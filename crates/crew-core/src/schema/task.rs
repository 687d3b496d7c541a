//! Task board record types.

use serde::{Deserialize, Serialize};
use std::collections::HashMap;
use std::fmt;
use std::str::FromStr;

/// Task status.
#[derive(Debug, Clone, Copy, PartialEq, Eq, Serialize, Deserialize)]
#[serde(rename_all = "snake_case")]
pub enum TaskStatus {
    /// Created but not started
    Pending,
    /// Currently being worked on
    InProgress,
    /// Finished successfully
    Completed,
    /// Abandoned without completion
    Cancelled,
}

impl TaskStatus {
    /// Terminal states trigger the unblock sweep: the task id is removed
    /// from every other task's `blocked_by`.
    pub fn is_terminal(self) -> bool {
        matches!(self, TaskStatus::Completed | TaskStatus::Cancelled)
    }

    pub fn as_str(self) -> &'static str {
        match self {
            TaskStatus::Pending => "pending",
            TaskStatus::InProgress => "in_progress",
            TaskStatus::Completed => "completed",
            TaskStatus::Cancelled => "cancelled",
        }
    }
}

impl fmt::Display for TaskStatus {
    fn fmt(&self, f: &mut fmt::Formatter<'_>) -> fmt::Result {
        f.write_str(self.as_str())
    }
}

impl FromStr for TaskStatus {
    type Err = String;

    fn from_str(s: &str) -> Result<Self, Self::Err> {
        match s {
            "pending" => Ok(TaskStatus::Pending),
            "in_progress" => Ok(TaskStatus::InProgress),
            "completed" => Ok(TaskStatus::Completed),
            "cancelled" => Ok(TaskStatus::Cancelled),
            other => Err(format!(
                "unknown task status '{other}'. Valid values: pending, in_progress, \
                 completed, cancelled"
            )),
        }
    }
}

/// A unit of work on the shared board.
///
/// Ids are stable stringified integers assigned by the board, starting at
/// `"1"`.
#[derive(Debug, Clone, Serialize, Deserialize)]
pub struct Task {
    /// Sequential id ("1", "2", ...)
    pub id: String,

    /// Brief imperative title
    pub subject: String,

    /// Detailed requirements, if any
    #[serde(default, skip_serializing_if = "Option::is_none")]
    pub body: Option<String>,

    /// Current status
    pub status: TaskStatus,

    /// Agent name that owns the task (None if unclaimed)
    #[serde(default, skip_serializing_if = "Option::is_none")]
    pub owner: Option<String>,

    /// Task ids that must reach a terminal state before this one can start
    #[serde(default, skip_serializing_if = "Vec::is_empty")]
    pub blocked_by: Vec<String>,

    /// ISO 8601 creation timestamp
    pub created_at: String,

    /// ISO 8601 last-update timestamp
    pub updated_at: String,

    /// Unknown fields for forward compatibility
    #[serde(flatten)]
    pub unknown_fields: HashMap<String, serde_json::Value>,
}

impl Task {
    /// Whether a worker may claim this task: pending, unowned, unblocked.
    pub fn is_claimable(&self) -> bool {
        self.status == TaskStatus::Pending && self.owner.is_none() && self.blocked_by.is_empty()
    }
}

------------------------

WORK ITEM - Return all of the entries exactly as they were supplied.

ANSWER SECTION -
filename crates/crew-core/src/schema/task.rs
repository 687d3b496d7c541a
//! Task board record types.

use serde::{Deserialize, Serialize};
use std::collections::HashMap;
use std::fmt;
use std::str::FromStr;

/// Task status.
#[derive(Debug, Clone, Copy, PartialEq, Eq, Serialize, Deserialize)]
#[serde(rename_all = "snake_case")]
pub enum TaskStatus {
    /// Created but not started
    Pending,
    /// Currently being worked on
    InProgress,
    /// Finished successfully
    Completed,
    /// Abandoned without completion
    Cancelled,
}

impl TaskStatus {
    /// Terminal states trigger the unblock sweep: the task id is removed
    /// from every other task's `blocked_by`.
    pub fn is_terminal(self) -> bool {
        matches!(self, TaskStatus::Completed | TaskStatus::Cancelled)
    }

    pub fn as_str(self) -> &'static str {
        match self {
            TaskStatus::Pending => "pending",
            TaskStatus::InProgress => "in_progress",
            TaskStatus::Completed => "completed",
            TaskStatus::Cancelled => "cancelled",
        }
    }
}

impl fmt::Display for TaskStatus {
    fn fmt(&self, f: &mut fmt::Formatter<'_>) -> fmt::Result {
        f.write_str(self.as_str())
    }
}

impl FromStr for TaskStatus {
    type Err = String;

    fn from_str(s: &str) -> Result<Self, Self::Err> {
        match s {
            "pending" => Ok(TaskStatus::Pending),
            "in_progress" => Ok(TaskStatus::InProgress),
            "completed" => Ok(TaskStatus::Completed),
            "cancelled" => Ok(TaskStatus::Cancelled),
            other => Err(format!(
                "unknown task status '{other}'. Valid values: pending, in_progress, \
                 completed, cancelled"
            )),
        }
    }
}

/// A unit of work on the shared board.
///
/// Ids are stable stringified integers assigned by the board, starting at
/// `"1"`.
#[derive(Debug, Clone, Serialize, Deserialize)]
pub struct Task {
    /// Sequential id ("1", "2", ...)
    pub id: String,

    /// Brief imperative title
    pub subject: String,

    /// Detailed requirements, if any
    #[serde(default, skip_serializing_if = "Option::is_none")]
    pub body: Option<String>,

    /// Current status
    pub status: TaskStatus,

    /// Agent name that owns the task (None if unclaimed)
    #[serde(default, skip_serializing_if = "Option::is_none")]
    pub owner: Option<String>,

    /// Task ids that must reach a terminal state before this one can start
    #[serde(default, skip_serializing_if = "Vec::is_empty")]
    pub blocked_by: Vec<String>,

    /// ISO 8601 creation timestamp
    pub created_at: String,

    /// ISO 8601 last-update timestamp
    pub updated_at: String,

    /// Unknown fields for forward compatibility
    #[serde(flatten)]
    pub unknown_fields: HashMap<String, serde_json::Value>,
}

impl Task {
    /// Whether a worker may claim this task: pending, unowned, unblocked.
    pub fn is_claimable(&self) -> bool {
        self.status == TaskStatus::Pending && self.owner.is_none() && self.blocked_by.is_empty()
    }
}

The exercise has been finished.